**Exercise instructions:** Find all the lines in the material below with the word "than", and copy them.

**Supplied entries:**
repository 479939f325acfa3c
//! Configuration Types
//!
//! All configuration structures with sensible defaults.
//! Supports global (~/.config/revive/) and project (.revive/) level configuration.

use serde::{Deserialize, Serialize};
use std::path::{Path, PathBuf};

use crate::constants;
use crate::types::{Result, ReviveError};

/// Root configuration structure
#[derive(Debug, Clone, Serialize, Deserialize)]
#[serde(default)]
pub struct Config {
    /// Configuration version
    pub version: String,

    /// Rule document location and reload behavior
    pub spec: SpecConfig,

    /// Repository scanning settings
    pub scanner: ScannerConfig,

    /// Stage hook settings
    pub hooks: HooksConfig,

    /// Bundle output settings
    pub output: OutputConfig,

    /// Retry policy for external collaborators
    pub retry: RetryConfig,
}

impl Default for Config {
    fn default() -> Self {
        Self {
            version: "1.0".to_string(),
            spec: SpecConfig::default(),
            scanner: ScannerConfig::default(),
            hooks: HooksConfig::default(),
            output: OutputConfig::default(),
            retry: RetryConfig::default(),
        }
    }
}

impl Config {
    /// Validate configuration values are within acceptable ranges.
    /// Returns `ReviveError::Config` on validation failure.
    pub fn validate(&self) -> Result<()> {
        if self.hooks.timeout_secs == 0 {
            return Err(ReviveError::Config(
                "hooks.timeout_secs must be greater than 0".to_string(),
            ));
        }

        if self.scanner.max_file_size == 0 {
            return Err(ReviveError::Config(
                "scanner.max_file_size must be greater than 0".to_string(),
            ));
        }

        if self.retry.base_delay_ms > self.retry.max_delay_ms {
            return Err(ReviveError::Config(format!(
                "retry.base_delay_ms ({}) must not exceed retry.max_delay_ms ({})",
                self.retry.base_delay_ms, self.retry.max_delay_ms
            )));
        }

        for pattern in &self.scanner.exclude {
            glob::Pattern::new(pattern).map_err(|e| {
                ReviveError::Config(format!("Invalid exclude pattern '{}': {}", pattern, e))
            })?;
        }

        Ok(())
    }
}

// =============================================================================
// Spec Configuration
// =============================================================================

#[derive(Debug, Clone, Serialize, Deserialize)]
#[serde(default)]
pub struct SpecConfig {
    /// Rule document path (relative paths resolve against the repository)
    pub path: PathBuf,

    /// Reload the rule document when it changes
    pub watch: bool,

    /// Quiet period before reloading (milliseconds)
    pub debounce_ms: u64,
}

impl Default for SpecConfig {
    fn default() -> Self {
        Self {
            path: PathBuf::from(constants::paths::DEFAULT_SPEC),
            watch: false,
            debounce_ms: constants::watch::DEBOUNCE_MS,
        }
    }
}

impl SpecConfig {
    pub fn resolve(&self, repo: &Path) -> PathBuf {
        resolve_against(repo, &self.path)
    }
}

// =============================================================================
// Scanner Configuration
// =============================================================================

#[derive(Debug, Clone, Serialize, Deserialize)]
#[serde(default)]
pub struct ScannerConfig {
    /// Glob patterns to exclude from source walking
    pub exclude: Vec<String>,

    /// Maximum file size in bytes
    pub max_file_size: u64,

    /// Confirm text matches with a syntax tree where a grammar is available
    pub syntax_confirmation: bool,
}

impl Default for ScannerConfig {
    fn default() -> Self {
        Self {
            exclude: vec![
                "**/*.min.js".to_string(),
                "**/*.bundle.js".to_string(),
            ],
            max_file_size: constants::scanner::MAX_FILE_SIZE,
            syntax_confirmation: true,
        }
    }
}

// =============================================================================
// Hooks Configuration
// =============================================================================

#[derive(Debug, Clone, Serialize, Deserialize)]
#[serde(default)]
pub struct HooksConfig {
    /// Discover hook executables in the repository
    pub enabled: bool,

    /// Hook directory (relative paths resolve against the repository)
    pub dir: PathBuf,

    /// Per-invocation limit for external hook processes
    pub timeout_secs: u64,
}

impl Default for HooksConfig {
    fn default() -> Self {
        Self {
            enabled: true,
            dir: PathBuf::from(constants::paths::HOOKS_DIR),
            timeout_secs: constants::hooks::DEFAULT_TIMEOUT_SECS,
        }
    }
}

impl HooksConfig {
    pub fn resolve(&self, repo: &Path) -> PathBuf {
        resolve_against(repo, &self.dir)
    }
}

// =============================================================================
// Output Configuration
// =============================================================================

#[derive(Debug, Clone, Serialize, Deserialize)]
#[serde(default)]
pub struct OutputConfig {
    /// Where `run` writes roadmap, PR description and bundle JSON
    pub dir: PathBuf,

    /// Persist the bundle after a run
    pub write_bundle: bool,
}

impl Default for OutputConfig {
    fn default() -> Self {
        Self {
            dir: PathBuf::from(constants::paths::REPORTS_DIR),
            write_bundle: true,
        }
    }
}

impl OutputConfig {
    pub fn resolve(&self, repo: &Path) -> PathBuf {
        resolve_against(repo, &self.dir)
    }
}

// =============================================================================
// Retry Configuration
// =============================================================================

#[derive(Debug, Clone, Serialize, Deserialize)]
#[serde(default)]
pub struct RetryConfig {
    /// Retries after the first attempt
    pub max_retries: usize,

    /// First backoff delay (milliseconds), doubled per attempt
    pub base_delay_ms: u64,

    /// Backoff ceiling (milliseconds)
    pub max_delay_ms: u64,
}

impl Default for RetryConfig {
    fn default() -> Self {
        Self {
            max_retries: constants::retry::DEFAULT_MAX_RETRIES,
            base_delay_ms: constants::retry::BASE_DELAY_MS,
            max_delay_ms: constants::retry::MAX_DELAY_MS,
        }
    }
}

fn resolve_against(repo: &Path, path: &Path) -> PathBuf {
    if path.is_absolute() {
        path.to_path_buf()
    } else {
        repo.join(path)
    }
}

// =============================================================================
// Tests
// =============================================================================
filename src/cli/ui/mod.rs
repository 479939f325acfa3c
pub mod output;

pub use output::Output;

==

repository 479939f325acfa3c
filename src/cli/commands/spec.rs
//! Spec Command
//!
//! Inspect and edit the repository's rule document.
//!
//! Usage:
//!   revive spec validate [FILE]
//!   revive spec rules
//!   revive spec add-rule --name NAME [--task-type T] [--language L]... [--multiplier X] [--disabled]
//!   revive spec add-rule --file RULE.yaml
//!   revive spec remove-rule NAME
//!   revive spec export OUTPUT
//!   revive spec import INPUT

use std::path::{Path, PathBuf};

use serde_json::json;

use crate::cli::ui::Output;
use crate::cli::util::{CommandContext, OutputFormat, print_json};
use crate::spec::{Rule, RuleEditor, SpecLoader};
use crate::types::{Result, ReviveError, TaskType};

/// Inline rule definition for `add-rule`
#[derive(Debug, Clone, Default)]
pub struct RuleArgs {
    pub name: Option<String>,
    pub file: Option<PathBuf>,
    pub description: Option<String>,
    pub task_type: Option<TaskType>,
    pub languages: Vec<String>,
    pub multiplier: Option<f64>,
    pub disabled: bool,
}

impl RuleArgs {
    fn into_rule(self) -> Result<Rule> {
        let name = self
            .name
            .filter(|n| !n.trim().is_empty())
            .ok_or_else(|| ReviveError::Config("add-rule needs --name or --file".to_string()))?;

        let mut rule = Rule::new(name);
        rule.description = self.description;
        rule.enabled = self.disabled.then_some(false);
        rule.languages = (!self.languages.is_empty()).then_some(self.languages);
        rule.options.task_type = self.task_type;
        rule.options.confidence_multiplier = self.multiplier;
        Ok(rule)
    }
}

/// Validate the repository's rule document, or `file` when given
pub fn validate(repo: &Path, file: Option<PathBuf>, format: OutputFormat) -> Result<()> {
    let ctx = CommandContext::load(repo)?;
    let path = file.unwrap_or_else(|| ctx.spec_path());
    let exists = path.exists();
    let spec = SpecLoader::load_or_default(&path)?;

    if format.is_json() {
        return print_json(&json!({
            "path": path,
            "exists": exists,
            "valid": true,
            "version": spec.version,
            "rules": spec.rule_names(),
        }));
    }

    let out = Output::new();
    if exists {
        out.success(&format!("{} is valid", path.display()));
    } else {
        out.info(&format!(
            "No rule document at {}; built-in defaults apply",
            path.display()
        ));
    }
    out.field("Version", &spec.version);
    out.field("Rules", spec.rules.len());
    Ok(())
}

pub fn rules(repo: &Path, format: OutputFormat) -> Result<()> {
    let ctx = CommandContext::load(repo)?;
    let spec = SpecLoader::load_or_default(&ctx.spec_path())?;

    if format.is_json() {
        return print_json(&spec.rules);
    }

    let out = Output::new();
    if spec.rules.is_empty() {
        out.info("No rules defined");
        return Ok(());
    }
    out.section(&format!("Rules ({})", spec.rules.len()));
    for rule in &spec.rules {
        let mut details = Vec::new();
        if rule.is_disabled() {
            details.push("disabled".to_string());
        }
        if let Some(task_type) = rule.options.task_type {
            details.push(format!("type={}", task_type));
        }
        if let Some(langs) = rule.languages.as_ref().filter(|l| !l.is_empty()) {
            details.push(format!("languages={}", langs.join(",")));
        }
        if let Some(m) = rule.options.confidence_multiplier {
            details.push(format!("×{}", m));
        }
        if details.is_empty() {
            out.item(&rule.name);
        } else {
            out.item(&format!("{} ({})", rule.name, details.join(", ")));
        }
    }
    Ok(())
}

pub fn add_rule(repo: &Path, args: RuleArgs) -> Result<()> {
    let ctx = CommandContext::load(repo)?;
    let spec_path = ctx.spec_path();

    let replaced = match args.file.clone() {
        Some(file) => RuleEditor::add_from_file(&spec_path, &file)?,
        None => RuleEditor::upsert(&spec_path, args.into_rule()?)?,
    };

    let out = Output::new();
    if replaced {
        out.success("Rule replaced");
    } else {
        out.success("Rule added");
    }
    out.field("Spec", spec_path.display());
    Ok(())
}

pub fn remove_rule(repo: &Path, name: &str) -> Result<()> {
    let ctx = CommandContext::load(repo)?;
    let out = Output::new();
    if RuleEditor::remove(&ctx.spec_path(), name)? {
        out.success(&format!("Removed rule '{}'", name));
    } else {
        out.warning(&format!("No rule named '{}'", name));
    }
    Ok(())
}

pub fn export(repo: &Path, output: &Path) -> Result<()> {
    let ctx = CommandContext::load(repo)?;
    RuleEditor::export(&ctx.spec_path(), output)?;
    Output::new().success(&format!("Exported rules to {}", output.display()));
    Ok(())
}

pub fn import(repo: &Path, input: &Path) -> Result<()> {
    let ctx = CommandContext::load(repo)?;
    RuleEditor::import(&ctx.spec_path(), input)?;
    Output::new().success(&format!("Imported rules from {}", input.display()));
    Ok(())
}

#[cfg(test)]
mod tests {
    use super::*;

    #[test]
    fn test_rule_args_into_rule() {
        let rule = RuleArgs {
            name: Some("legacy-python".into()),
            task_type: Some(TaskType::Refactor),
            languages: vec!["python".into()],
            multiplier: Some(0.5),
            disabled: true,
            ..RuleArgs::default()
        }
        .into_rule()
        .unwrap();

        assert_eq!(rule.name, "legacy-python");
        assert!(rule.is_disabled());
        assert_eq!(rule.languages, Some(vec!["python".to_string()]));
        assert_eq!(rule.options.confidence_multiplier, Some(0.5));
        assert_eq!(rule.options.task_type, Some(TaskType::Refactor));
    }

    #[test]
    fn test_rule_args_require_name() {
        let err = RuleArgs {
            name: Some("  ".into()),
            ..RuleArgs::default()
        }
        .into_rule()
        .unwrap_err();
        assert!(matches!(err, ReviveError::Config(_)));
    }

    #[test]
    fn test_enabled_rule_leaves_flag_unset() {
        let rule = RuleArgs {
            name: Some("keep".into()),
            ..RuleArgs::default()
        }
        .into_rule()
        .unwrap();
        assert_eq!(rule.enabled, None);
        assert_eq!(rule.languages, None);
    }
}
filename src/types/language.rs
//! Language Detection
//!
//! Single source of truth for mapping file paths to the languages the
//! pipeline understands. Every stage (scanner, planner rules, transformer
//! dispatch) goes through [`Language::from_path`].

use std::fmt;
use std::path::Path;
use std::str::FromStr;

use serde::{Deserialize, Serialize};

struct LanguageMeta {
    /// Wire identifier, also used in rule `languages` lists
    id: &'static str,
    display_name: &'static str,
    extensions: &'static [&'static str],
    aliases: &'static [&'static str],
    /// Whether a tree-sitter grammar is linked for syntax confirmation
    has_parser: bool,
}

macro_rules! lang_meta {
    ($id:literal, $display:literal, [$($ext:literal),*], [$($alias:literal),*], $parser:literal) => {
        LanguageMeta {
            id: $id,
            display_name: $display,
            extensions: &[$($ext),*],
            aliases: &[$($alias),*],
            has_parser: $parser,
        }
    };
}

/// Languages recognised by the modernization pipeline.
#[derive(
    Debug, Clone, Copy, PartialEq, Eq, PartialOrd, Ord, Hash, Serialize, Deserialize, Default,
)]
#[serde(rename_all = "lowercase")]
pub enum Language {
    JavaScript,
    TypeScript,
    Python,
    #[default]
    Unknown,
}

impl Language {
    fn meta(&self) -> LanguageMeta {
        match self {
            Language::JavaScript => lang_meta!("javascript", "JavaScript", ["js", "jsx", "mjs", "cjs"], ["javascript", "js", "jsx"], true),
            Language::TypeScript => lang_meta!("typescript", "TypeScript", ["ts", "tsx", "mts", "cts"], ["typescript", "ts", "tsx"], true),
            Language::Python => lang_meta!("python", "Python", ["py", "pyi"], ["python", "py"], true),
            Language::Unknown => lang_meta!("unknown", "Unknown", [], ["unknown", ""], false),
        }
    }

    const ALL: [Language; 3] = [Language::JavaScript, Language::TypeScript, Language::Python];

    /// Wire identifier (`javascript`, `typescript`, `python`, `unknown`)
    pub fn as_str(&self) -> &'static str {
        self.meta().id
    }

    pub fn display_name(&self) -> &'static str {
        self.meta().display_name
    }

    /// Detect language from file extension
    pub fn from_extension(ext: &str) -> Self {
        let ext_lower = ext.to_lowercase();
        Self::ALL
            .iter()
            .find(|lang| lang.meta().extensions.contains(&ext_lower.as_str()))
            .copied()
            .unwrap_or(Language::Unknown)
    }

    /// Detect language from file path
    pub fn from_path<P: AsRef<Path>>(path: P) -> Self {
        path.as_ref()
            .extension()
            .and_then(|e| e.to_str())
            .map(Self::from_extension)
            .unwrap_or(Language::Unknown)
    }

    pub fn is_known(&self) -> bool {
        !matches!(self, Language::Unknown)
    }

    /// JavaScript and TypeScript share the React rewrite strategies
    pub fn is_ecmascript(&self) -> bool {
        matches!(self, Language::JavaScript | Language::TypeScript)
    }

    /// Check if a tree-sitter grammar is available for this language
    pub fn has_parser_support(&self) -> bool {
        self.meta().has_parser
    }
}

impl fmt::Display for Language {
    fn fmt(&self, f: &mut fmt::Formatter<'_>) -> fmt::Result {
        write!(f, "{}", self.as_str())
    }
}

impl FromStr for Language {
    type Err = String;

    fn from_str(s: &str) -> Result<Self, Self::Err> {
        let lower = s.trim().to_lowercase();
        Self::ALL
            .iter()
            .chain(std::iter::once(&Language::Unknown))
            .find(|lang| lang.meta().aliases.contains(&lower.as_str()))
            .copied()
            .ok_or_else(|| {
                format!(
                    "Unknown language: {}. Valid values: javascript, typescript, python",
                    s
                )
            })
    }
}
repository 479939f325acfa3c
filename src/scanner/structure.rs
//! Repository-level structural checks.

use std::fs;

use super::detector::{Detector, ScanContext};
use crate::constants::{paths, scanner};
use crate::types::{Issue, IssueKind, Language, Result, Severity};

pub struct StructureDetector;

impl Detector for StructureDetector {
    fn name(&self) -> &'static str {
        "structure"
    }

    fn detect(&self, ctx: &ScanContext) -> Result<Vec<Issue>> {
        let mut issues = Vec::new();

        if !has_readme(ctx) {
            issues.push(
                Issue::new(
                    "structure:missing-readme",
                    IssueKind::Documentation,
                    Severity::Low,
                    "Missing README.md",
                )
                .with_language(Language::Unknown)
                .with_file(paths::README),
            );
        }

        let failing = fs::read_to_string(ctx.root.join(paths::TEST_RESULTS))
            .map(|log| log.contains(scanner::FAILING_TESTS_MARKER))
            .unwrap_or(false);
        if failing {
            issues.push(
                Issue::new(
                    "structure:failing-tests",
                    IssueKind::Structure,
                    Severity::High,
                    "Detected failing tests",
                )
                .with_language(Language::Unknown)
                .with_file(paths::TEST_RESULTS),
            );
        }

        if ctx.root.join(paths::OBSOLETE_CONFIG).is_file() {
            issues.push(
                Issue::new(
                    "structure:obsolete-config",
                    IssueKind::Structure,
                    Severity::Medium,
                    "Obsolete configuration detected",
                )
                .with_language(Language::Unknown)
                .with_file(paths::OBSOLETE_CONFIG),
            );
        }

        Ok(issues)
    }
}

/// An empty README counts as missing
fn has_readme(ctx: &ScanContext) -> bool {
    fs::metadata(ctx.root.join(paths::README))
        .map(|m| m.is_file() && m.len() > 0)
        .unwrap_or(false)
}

**Solution to the exercise:**
                "hooks.timeout_secs must be greater than 0".to_string(),
                "scanner.max_file_size must be greater than 0".to_string(),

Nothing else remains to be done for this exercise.